Pain Research Center, Department of Anesthesiology, University of Cincinnati Medical Center, 231 Albert Sabin Way, Cincinnati, OH 45267, USA.
Neuroscience. 2013 Feb 12;231:305-14. doi: 10.1016/j.neuroscience.2012.11.053. Epub 2012 Dec 7.
Neurons within the superficial dorsal horn (SDH) of the rodent spinal cord exhibit distinct firing properties during early life.

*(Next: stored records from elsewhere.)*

#[cfg(test)]
mod tests {
    use super::*;
    use crate::clock::ManualClock;
    use crate::map::{Obstacle, TestingGround};

    fn arena(map: ArenaMap) -> (Arena, Arc<ManualClock>) {
        let clock = Arc::new(ManualClock::new(1_000));
        let arena = Arena::new(ArenaConfig::default(), map, clock.clone(), Some(11));
        (arena, clock)
    }

    #[test]
    fn spawns_clear_of_obstacles() {
        let (arena, _) = arena(TestingGround::build());
        assert!(!arena.map().is_blocked(&arena.player().hitbox()));
        assert_eq!(arena.local_id(), OFFLINE_ID);
    }

    #[test]
    fn firing_spawns_one_bullet_per_shot() {
        let (mut arena, clock) = arena(ArenaMap::open(1000.0, 1000.0));
        let target = arena.player().position() + Vec2::new(300.0, 0.0);

        arena.tick(0.016, &PlayerInput::firing_at(target));
        assert_eq!(arena.bullets().len(), 1);
        assert_eq!(arena.player().current_weapon().current_ammo(), 29);

        arena.tick(0.016, &PlayerInput::firing_at(target));
        assert_eq!(arena.bullets().len(), 1);

        clock.advance(125);
        arena.tick(0.016, &PlayerInput::firing_at(target));
        assert_eq!(arena.bullets().len(), 2);
    }

    #[test]
    fn obstacle_absorbs_shot() {
        let map = ArenaMap::new(
            1000.0,
            1000.0,
            vec![Obstacle::new(0.0, 0.0, 1000.0, 10.0)],
        );
        let (mut arena, _) = arena(map);
        arena.player_mut().set_position(Vec2::new(500.0, 40.0));

        arena.tick(0.016, &PlayerInput::firing_at(Vec2::new(500.0, 0.0)));
        assert_eq!(arena.bullets().len(), 1);
        arena.tick(0.05, &PlayerInput::idle());
        assert!(arena.bullets().is_empty());
    }

    #[test]
    fn offline_foreign_bullet_damages_once() {
        let (mut arena, _) = arena(ArenaMap::open(1000.0, 1000.0));
        let position = arena.player().position();
        arena.bullets.push(Bullet::spawn(position, Vec2::ZERO, 7, 20.0, 1_000));

        arena.tick(0.016, &PlayerInput::idle());
        arena.tick(0.016, &PlayerInput::idle());
        assert_eq!(arena.player().health(), 80.0);
        assert!(arena.bullets().is_empty());
    }

    #[test]
    fn death_and_respawn_cycle() {
        let (mut arena, clock) = arena(ArenaMap::open(1000.0, 1000.0));
        arena.apply_damage(7, 500.0, clock.now_ms());
        assert!(!arena.player().is_alive());
        assert_eq!(arena.drain_events(), vec![ArenaEvent::Died { source_id: 7 }]);

        clock.advance(2_999);
        arena.tick(0.016, &PlayerInput::idle());
        assert!(!arena.player().is_alive());

        clock.advance(1);
        arena.tick(0.016, &PlayerInput::idle());
        assert!(arena.player().is_alive());
        assert_eq!(arena.player().health(), 100.0);
        assert!(matches!(
            arena.drain_events().as_slice(),
            [ArenaEvent::Respawned { .. }]
        ));
    }

    #[test]
    fn reset_restores_round() {
        let (mut arena, clock) = arena(ArenaMap::open(1000.0, 1000.0));
        arena.player_mut().set_kills(4);
        arena.apply_damage(2, 30.0, clock.now_ms());
        arena.tick(0.016, &PlayerInput::firing_at(Vec2::new(0.0, 0.0)));

        arena.start_game("  ");
        assert_eq!(arena.player().username(), "Player");
        assert_eq!(arena.player().kills(), 0);
        assert_eq!(arena.player().health(), 100.0);
        assert!(arena.bullets().is_empty());
        assert!(arena.winner().is_none());
    }

    #[test]
    fn weapon_switch_input() {
        let (mut arena, _) = arena(ArenaMap::open(1000.0, 1000.0));
        let input = PlayerInput {
            actions: InputActions::PREV_WEAPON,
            ..PlayerInput::default()
        };
        arena.tick(0.016, &input);
        assert_eq!(arena.player().loadout().current_index(), 2);

        let input = PlayerInput {
            select_weapon: Some(1),
            ..PlayerInput::default()
        };
        arena.tick(0.016, &input);
        assert_eq!(arena.player().current_weapon().name(), "Sniper Rifle");
    }
}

While this may reflect a unique combination of voltage-gated Na(+) (Na(v)) and voltage-independent (i.e. "leak'') K(+) channels which strongly influence neuronal excitability across the CNS, surprisingly little is known about which genes encoding for Na(v) and leak K(+) channels are expressed within developing spinal pain circuits. The goal of the present study was therefore to characterize the transcriptional expression of these channels within the rat SDH at postnatal days (P) 3, 10, 21 or adulthood using quantitative real-time polymerase chain reaction. The results demonstrate that Na(v) isoforms are developmentally regulated at the mRNA level in a subtype-specific manner, as Na(v)1.2 and Na(v)1.3 decreased significantly from P3 to adulthood, while Na(v)1.1 was up-regulated during this period. The data also indicate selective, age-dependent changes in the mRNA expression of two-pore domain (K(2P)) K(+) channels, as TWIK-related acid-sensitive K(+) channels TASK-1 (KCNK3) and TASK-3 (KCNK9) were down-regulated during postnatal development in the absence of any changes in the tandem of pore domains in a weak inward rectifying K(+) channel (TWIK) isoforms examined (KCNK1 and KCNK6). In addition, a developmental shift occurred within the TREK subfamily due to decreased TREK-2 (KCNK10) mRNA within the mature SDH. Meanwhile, G-protein-coupled inward rectifying K(+) channels (K(ir)3.1 and K(ir)3.2) were expressed in the SDH at mature levels from birth. Overall, the results suggest that the transcription of ion channel genes occurs in a highly age-dependent manner within the SDH, raising the possibility that manipulating the expression or function of ion channels which are preferentially expressed within immature nociceptive networks could yield novel approaches to relieving pain in infants and children.
在幼年时期,啮齿动物脊髓背角浅层(SDH)中的神经元表现出明显的放电特性。虽然这可能反映了电压门控 Na(+)(Na(v))和电压不依赖(即“泄漏”)K(+)通道的独特组合,这些通道强烈影响中枢神经系统中的神经元兴奋性,但令人惊讶的是,对于在发育中的脊髓疼痛回路中表达哪些基因编码 Na(v)和泄漏 K(+)通道知之甚少。因此,本研究的目的是使用定量实时聚合酶链反应在出生后第 3、10、21 天或成年期大鼠 SDH 中描述这些通道的转录表达。结果表明,Na(v)亚型在 mRNA 水平上以亚型特异性方式进行发育调控,Na(v)1.2 和 Na(v)1.3 从 P3 到成年期显著降低,而 Na(v)1.1 在这段时间内上调。数据还表明,双孔域(K(2P))K(+)通道的 mRNA 表达存在选择性、年龄依赖性变化,因为 TWIK 相关酸敏感 K(+)通道 TASK-1(KCNK3)和 TASK-3(KCNK9)在出生后发育过程中下调,而在研究的串联孔域弱内向整流 K(+)通道(TWIK)亚型中没有任何变化(KCNK1 和 KCNK6)。此外,由于成熟 SDH 中 TREK-2(KCNK10)mRNA 的减少,TREK 亚家族发生了发育性转变。同时,G 蛋白偶联内向整流 K(+)通道(K(ir)3.1 和 K(ir)3.2)在出生时以成熟水平在 SDH 中表达。总体而言,结果表明,离子通道基因的转录在 SDH 中以高度年龄依赖性的方式发生,这增加了这样一种可能性,即操纵在不成熟伤害感受网络中优先表达的离子通道的表达或功能可能为缓解婴儿和儿童的疼痛提供新方法。